Endometriosis linked to higher stroke risk

By American Heart Association News

Iryna Zastrozhnova/iStock via Getty Images
(Iryna Zastrozhnova/iStock via Getty Images)

Women with a history of endometriosis may be more likely to have a stroke later in life than their peers with no history of the chronic inflammatory condition, new research finds.

The study, published Thursday in the American Heart Association journal Stroke, suggested the higher risk may be due at least in part to procedures to treat the condition, such as having a hysterectomy, removing a woman's ovaries or postmenopausal hormone therapy.

Health care professionals should advise women who have been diagnosed with endometriosis to take preventive measures to mitigate the added cardiovascular risk, senior study author Stacey A. Missmer said in a news release.

"These results do not indicate that women who have endometriosis will have a stroke. Instead, these findings signify only an association of moderate relative risk. The absolute risk of stroke in women is low," said Missmer, a professor of obstetrics, gynecology and reproductive biology at Michigan State University College of Human Medicine in Grand Rapids. "Women with endometriosis should pay attention to their whole body and discuss added risks and preventive options with their health care team."

Endometriosis is an often painful condition that occurs when tissue similar to that lining the uterus grows outside of it. It may affect about 1 in 10 U.S. women of childbearing age. Research has linked endometriosis to a higher risk for other cardiovascular conditions, including heart attacks, high blood pressure and high cholesterol.

This study analyzed the relationship between endometriosis and two types of stroke: ischemic, caused by blood clots disrupting blood flow to the brain, and hemorrhagic, caused by bleeding in the brain. Researchers analyzed medical data for 112,056 women of childbearing age enrolled in the Nurses' Health Study from 1989 to 2017.

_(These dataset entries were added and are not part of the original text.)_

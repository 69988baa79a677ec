//! `ark-gateway`: a gateway relay that brokers off-chain Ark transfers,
//! bridges Lightning payments into and out of off-chain asset balances, and
//! periodically settles spent virtual outputs to the base chain.
//!
//! The module layout mirrors the component table in DESIGN.md: storage and
//! adapters at the bottom, the three core subsystems (balances, vtxos,
//! sessions/challenges/transactions/orchestrator, lightning bridge) in the
//! middle, and [`bootstrap::GatewayHandles`] wiring everything together for
//! the binary in `main.rs`.

pub mod adapters;
pub mod admin;
pub mod balance;
pub mod bootstrap;
pub mod bridge;
pub mod challenge;
pub mod config;
pub mod domain;
pub mod error;
pub mod events;
pub mod jobs;
pub mod orchestrator;
pub mod retry;
pub mod session;
pub mod store;
pub mod transaction;
pub mod vtxo;
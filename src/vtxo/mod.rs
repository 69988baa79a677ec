//! VTXO Lifecycle Manager (C4), spec §4.2.

pub mod merkle;
pub mod settlement;

use std::sync::Arc;

use chrono::{Duration as ChronoDuration, Utc};

use crate::adapters::{ChainAdapter, VtxoMintRequest};
use crate::config::GatewayConfig;
use crate::domain::{Amount, RgbAllocation, Vtxo, VtxoStatus};
use crate::error::{GatewayError, GatewayResult};
use crate::jobs::{JobDescriptor, JobQueue};
use crate::retry::with_retry;
use crate::store::LedgerStore;

#[derive(Debug, Clone, serde::Serialize)]
pub struct AssetInventory {
    pub asset_id: String,
    pub available: u64,
    pub assigned: u64,
    pub total: u64,
    pub utilization: f64,
}

#[derive(Clone)]
pub struct VtxoManager {
    store: LedgerStore,
    chain: Arc<dyn ChainAdapter>,
    jobs: Arc<dyn JobQueue>,
    config: GatewayConfig,
}

impl VtxoManager {
    pub fn new(store: LedgerStore, chain: Arc<dyn ChainAdapter>, jobs: Arc<dyn JobQueue>, config: GatewayConfig) -> Self {
        Self {
            store,
            chain,
            jobs,
            config,
        }
    }

    pub fn inventory_for_asset(&self, asset_id: &str) -> GatewayResult<AssetInventory> {
        let vtxos = self.store.list_vtxos_for_asset(asset_id)?;
        let available = vtxos.iter().filter(|v| v.status == VtxoStatus::Available).count() as u64;
        let assigned = vtxos.iter().filter(|v| v.status == VtxoStatus::Assigned).count() as u64;
        let total = vtxos.len() as u64;
        let utilization = if total > 0 { assigned as f64 / total as f64 } else { 0.0 };
        Ok(AssetInventory {
            asset_id: asset_id.to_string(),
            available,
            assigned,
            total,
            utilization,
        })
    }

    /// Decides whether replenishment is needed and, if so, the amount to
    /// request (spec §4.2 "Inventory monitor").
    pub fn replenishment_amount(&self, inventory: &AssetInventory) -> Option<u32> {
        let min = self.config.min_vtxos_per_asset as u64;
        let max = self.config.max_vtxos_per_asset as u64;
        let needs_replenishment = inventory.available < min
            || inventory.utilization > self.config.replenishment_threshold
            || inventory.total < min;

        if !needs_replenishment {
            return None;
        }

        let amount = if inventory.total > 0 {
            let deficit = min.saturating_sub(inventory.available);
            let grown = deficit as f64 + 0.2 * inventory.total as f64;
            (grown.max(0.0) as u64).min(max)
        } else {
            min
        };
        Some(amount.max(1) as u32)
    }

    /// One tick of the inventory monitor (spec default interval 5 minutes).
    /// Does not create vtxos itself; enqueues a replenishment job per asset
    /// that needs it.
    pub async fn run_inventory_tick(&self) -> GatewayResult<()> {
        for asset in self.store.list_assets()? {
            if !asset.active {
                continue;
            }
            let inventory = self.inventory_for_asset(&asset.asset_id)?;
            if let Some(amount) = self.replenishment_amount(&inventory) {
                tracing::info!(asset_id = %asset.asset_id, count = amount, "enqueuing vtxo replenishment job");
                self.jobs.enqueue(JobDescriptor {
                    function_name: "vtxo.create_vtxo_batch".to_string(),
                    args: serde_json::json!({
                        "asset_id": asset.asset_id,
                        "count": amount,
                        "amount": self.config.vtxo_default_amount.to_string(),
                    }),
                    timeout_secs: 60,
                    result_ttl_secs: 3600,
                });
            }
        }
        Ok(())
    }

    /// Requests `count` freshly minted outputs from the chain adapter
    /// (retrying the call up to three times with a 50ms linear backoff,
    /// spec §7) and persists them as `available`.
    pub async fn create_vtxo_batch(&self, asset_id: &str, count: u32, amount: Amount) -> GatewayResult<Vec<Vtxo>> {
        let fee = 1000u128 + (count as u128) * 500;
        let req = VtxoMintRequest {
            asset_id: asset_id.to_string(),
            count,
            amount,
            fee,
        };
        let minted = with_retry("create_vtxo_batch", || async {
            self.chain.create_vtxo_batch(req.clone()).await.map_err(GatewayError::from)
        })
        .await?;

        let now = Utc::now();
        let expires_at = now + ChronoDuration::seconds(self.config.vtxo_expiry_secs as i64);
        let mut out = Vec::with_capacity(minted.len());
        for m in minted {
            let vtxo = Vtxo {
                vtxo_id: m.vtxo_id,
                txid: m.txid,
                vout: m.vout,
                amount,
                script_pubkey: m.script_pubkey_hex,
                asset_id: asset_id.to_string(),
                user_pubkey: String::new(),
                status: VtxoStatus::Available,
                created_at: now,
                expires_at,
                spending_txid: None,
                rgb_allocation_id: None,
            };
            self.store.put_vtxo(&vtxo)?;
            out.push(vtxo);
        }
        Ok(out)
    }

    /// Best-fit assignment: the smallest available vtxo with
    /// `amount >= amount_needed` and non-expired.
    pub fn assign_vtxo_to_user(&self, user_pubkey: &str, asset_id: &str, amount_needed: Amount) -> GatewayResult<Vtxo> {
        let now = Utc::now();
        self.store
            .assign_smallest_fitting(asset_id, user_pubkey, amount_needed, now)?
            .ok_or(GatewayError::NoAvailableVtxo {
                asset_id: asset_id.to_string(),
                amount: amount_needed,
            })
    }

    /// `assigned -> spent`, idempotent for identical `spending_txid`.
    pub fn mark_vtxo_spent(&self, vtxo_id: &str, spending_txid: &str) -> GatewayResult<Vtxo> {
        let mut vtxo = self
            .store
            .get_vtxo(vtxo_id)?
            .ok_or_else(|| GatewayError::NotFound(format!("vtxo {vtxo_id}")))?;

        match (&vtxo.status, &vtxo.spending_txid) {
            (VtxoStatus::Spent, Some(existing)) if existing == spending_txid => return Ok(vtxo),
            (VtxoStatus::Spent, _) => {
                return Err(GatewayError::Validation(format!(
                    "vtxo {vtxo_id} already spent by a different transaction"
                )))
            }
            (VtxoStatus::Assigned, _) => {}
            (other, _) => {
                return Err(GatewayError::InvalidTransition {
                    from: other.as_str().to_string(),
                    to: VtxoStatus::Spent.as_str().to_string(),
                })
            }
        }

        vtxo.status = VtxoStatus::Spent;
        vtxo.spending_txid = Some(spending_txid.to_string());
        self.store.put_vtxo(&vtxo)?;
        Ok(vtxo)
    }

    /// Expiry sweep: `available` rows past `expires_at` flip to `expired`.
    /// `assigned` rows are never expired by this sweep — a pending ceremony
    /// keeps them alive (spec §4.2 "Spend and expiry").
    pub fn sweep_expired(&self) -> GatewayResult<u64> {
        let now = Utc::now();
        let mut count = 0u64;
        for mut vtxo in self.store.list_vtxos()? {
            if vtxo.status == VtxoStatus::Available && vtxo.expires_at <= now {
                vtxo.status = VtxoStatus::Expired;
                self.store.put_vtxo(&vtxo)?;
                count += 1;
            }
        }
        Ok(count)
    }

    /// Splits an assigned vtxo into `amounts.len()` children plus an
    /// optional change output (suppressed when below dust). The parent
    /// transitions `assigned -> spent`. RGB-extended path: if the parent
    /// carries an allocation, the caller must supply `child_allocations`
    /// (one per requested child, created alongside).
    pub fn split(
        &self,
        vtxo_id: &str,
        amounts: &[Amount],
        child_allocations: Option<&[RgbAllocation]>,
    ) -> GatewayResult<Vec<Vtxo>> {
        let parent = self
            .store
            .get_vtxo(vtxo_id)?
            .ok_or_else(|| GatewayError::NotFound(format!("vtxo {vtxo_id}")))?;

        if parent.status != VtxoStatus::Assigned {
            return Err(GatewayError::InvalidTransition {
                from: parent.status.as_str().to_string(),
                to: VtxoStatus::Spent.as_str().to_string(),
            });
        }

        let requested: Amount = amounts.iter().sum();
        if requested > parent.amount {
            return Err(GatewayError::Validation(format!(
                "split total {requested} exceeds parent amount {}",
                parent.amount
            )));
        }

        if parent.rgb_allocation_id.is_some() {
            let allocations = child_allocations.ok_or_else(|| {
                GatewayError::Validation("parent vtxo carries an RGB allocation; child allocations required".to_string())
            })?;
            if allocations.len() != amounts.len() {
                return Err(GatewayError::Validation(
                    "child_allocations length must match amounts length".to_string(),
                ));
            }
        }

        let now = Utc::now();
        let mut children = Vec::with_capacity(amounts.len() + 1);
        for (i, amount) in amounts.iter().enumerate() {
            let allocation_id = child_allocations.map(|allocs| allocs[i].allocation_id.clone());
            if let Some(allocs) = child_allocations {
                self.store.put_rgb_allocation(&allocs[i])?;
            }
            let child = Vtxo {
                vtxo_id: uuid::Uuid::new_v4().to_string(),
                txid: parent.txid.clone(),
                vout: parent.vout,
                amount: *amount,
                script_pubkey: parent.script_pubkey.clone(),
                asset_id: parent.asset_id.clone(),
                user_pubkey: parent.user_pubkey.clone(),
                status: VtxoStatus::Available,
                created_at: now,
                expires_at: parent.expires_at,
                spending_txid: None,
                rgb_allocation_id: allocation_id,
            };
            self.store.put_vtxo(&child)?;
            children.push(child);
        }

        let remainder = parent.amount - requested;
        if remainder > 0 && remainder >= self.config.dust_limit {
            let change = Vtxo {
                vtxo_id: uuid::Uuid::new_v4().to_string(),
                txid: parent.txid.clone(),
                vout: parent.vout,
                amount: remainder,
                script_pubkey: parent.script_pubkey.clone(),
                asset_id: parent.asset_id.clone(),
                user_pubkey: parent.user_pubkey.clone(),
                status: VtxoStatus::Available,
                created_at: now,
                expires_at: parent.expires_at,
                spending_txid: None,
                rgb_allocation_id: None,
            };
            self.store.put_vtxo(&change)?;
            children.push(change);
        }

        let mut spent_parent = parent;
        spent_parent.status = VtxoStatus::Spent;
        self.store.put_vtxo(&spent_parent)?;

        Ok(children)
    }
}

#[cfg(test)]
mod tests {
    use super::*;
    use crate::adapters::MockChainAdapter;
    use crate::domain::Asset;
    use crate::jobs::InProcessJobQueue;
    use std::collections::HashMap;

    fn manager() -> VtxoManager {
        let store = LedgerStore::open_temporary().unwrap();
        let chain = Arc::new(MockChainAdapter::new());
        let (jobs, _rx) = InProcessJobQueue::new();
        VtxoManager::new(store, chain, Arc::new(jobs), GatewayConfig::default())
    }

    fn seed_asset(mgr: &VtxoManager, asset_id: &str) {
        mgr.store
            .put_asset(&Asset {
                asset_id: asset_id.to_string(),
                display_name: asset_id.to_string(),
                ticker: asset_id.to_string(),
                decimals: 8,
                total_supply: 0,
                active: true,
                metadata: HashMap::new(),
                rgb_contract_id: None,
            })
            .unwrap();
    }

    #[tokio::test]
    async fn assignment_picks_smallest_fitting_vtxo() {
        let mgr = manager();
        seed_asset(&mgr, "BTC");
        for amount in [500u128, 1500, 5000] {
            mgr.create_vtxo_batch("BTC", 1, amount).await.unwrap();
        }

        let assigned = mgr.assign_vtxo_to_user("user1", "BTC", 1000).unwrap();
        assert_eq!(assigned.amount, 1500);

        let remaining: Vec<u128> = mgr
            .store
            .list_vtxos_for_asset("BTC")
            .unwrap()
            .into_iter()
            .filter(|v| v.status == VtxoStatus::Available)
            .map(|v| v.amount)
            .collect();
        assert_eq!(remaining.len(), 2);
        assert!(remaining.contains(&500));
        assert!(remaining.contains(&5000));
    }

    #[tokio::test]
    async fn assignment_fails_when_nothing_fits() {
        let mgr = manager();
        seed_asset(&mgr, "BTC");
        mgr.create_vtxo_batch("BTC", 1, 500).await.unwrap();

        let err = mgr.assign_vtxo_to_user("user1", "BTC", 1000).unwrap_err();
        assert!(matches!(err, GatewayError::NoAvailableVtxo { .. }));
    }

    #[tokio::test]
    async fn mark_spent_is_idempotent_for_same_txid() {
        let mgr = manager();
        seed_asset(&mgr, "BTC");
        mgr.create_vtxo_batch("BTC", 1, 500).await.unwrap();
        let assigned = mgr.assign_vtxo_to_user("user1", "BTC", 500).unwrap();

        mgr.mark_vtxo_spent(&assigned.vtxo_id, "tx1").unwrap();
        let again = mgr.mark_vtxo_spent(&assigned.vtxo_id, "tx1").unwrap();
        assert_eq!(again.status, VtxoStatus::Spent);

        let err = mgr.mark_vtxo_spent(&assigned.vtxo_id, "tx2").unwrap_err();
        assert!(matches!(err, GatewayError::Validation(_)));
    }

    #[tokio::test]
    async fn expiry_sweep_leaves_assigned_rows_alone() {
        let mgr = manager();
        seed_asset(&mgr, "BTC");
        let mut vtxos = mgr.create_vtxo_batch("BTC", 2, 500).await.unwrap();

        // Force the first vtxo to be already expired, then assign the second.
        vtxos[0].expires_at = Utc::now() - ChronoDuration::seconds(1);
        mgr.store.put_vtxo(&vtxos[0]).unwrap();
        let assigned = mgr.assign_vtxo_to_user("user1", "BTC", 500).unwrap();
        let mut assigned_row = mgr.store.get_vtxo(&assigned.vtxo_id).unwrap().unwrap();
        assigned_row.expires_at = Utc::now() - ChronoDuration::seconds(1);
        mgr.store.put_vtxo(&assigned_row).unwrap();

        let swept = mgr.sweep_expired().unwrap();
        assert_eq!(swept, 1);

        let still_assigned = mgr.store.get_vtxo(&assigned.vtxo_id).unwrap().unwrap();
        assert_eq!(still_assigned.status, VtxoStatus::Assigned);
    }

    #[tokio::test]
    async fn replenishment_triggers_below_minimum() {
        let mgr = manager();
        let inventory = AssetInventory {
            asset_id: "BTC".to_string(),
            available: 2,
            assigned: 0,
            total: 2,
            utilization: 0.0,
        };
        assert!(mgr.replenishment_amount(&inventory).is_some());
    }
}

During the 28 years of follow-up, those who developed endometriosis were 34% more likely to have strokes than those who did not have the gynecological condition. Having a hysterectomy (having the uterus removed) or oophorectomy (having the ovaries removed) accounted for 39% of the higher stroke risk, while postmenopausal hormone therapy accounted for 16% of the increased risk.

"There are circumstances when a hysterectomy and/or oophorectomy is the best choice for a woman," Missmer said. "However, we also need to make sure that patients are aware of the potential health risks associated with these procedures." Other research, she said, suggests hysterectomy is associated with elevated stroke risk even without a history of endometriosis.

But other risk factors shouldn't be overlooked, Missmer said. "Clinicians should look at the health of the whole woman, including elevated blood pressure, high cholesterol and other new stroke risk factors, not only symptoms specifically associated with endometriosis, such as pelvic pain or infertility."

Dr. Garima Sharma, director of cardio-obstetrics at Johns Hopkins Cardiology in Baltimore, said in the news release that the higher stroke risk associated with endometriosis was an important finding for "both patients and clinicians." She was not involved in the research.

"Most importantly, this study underscores the importance of understanding reproductive and gynecological history," Sharma said.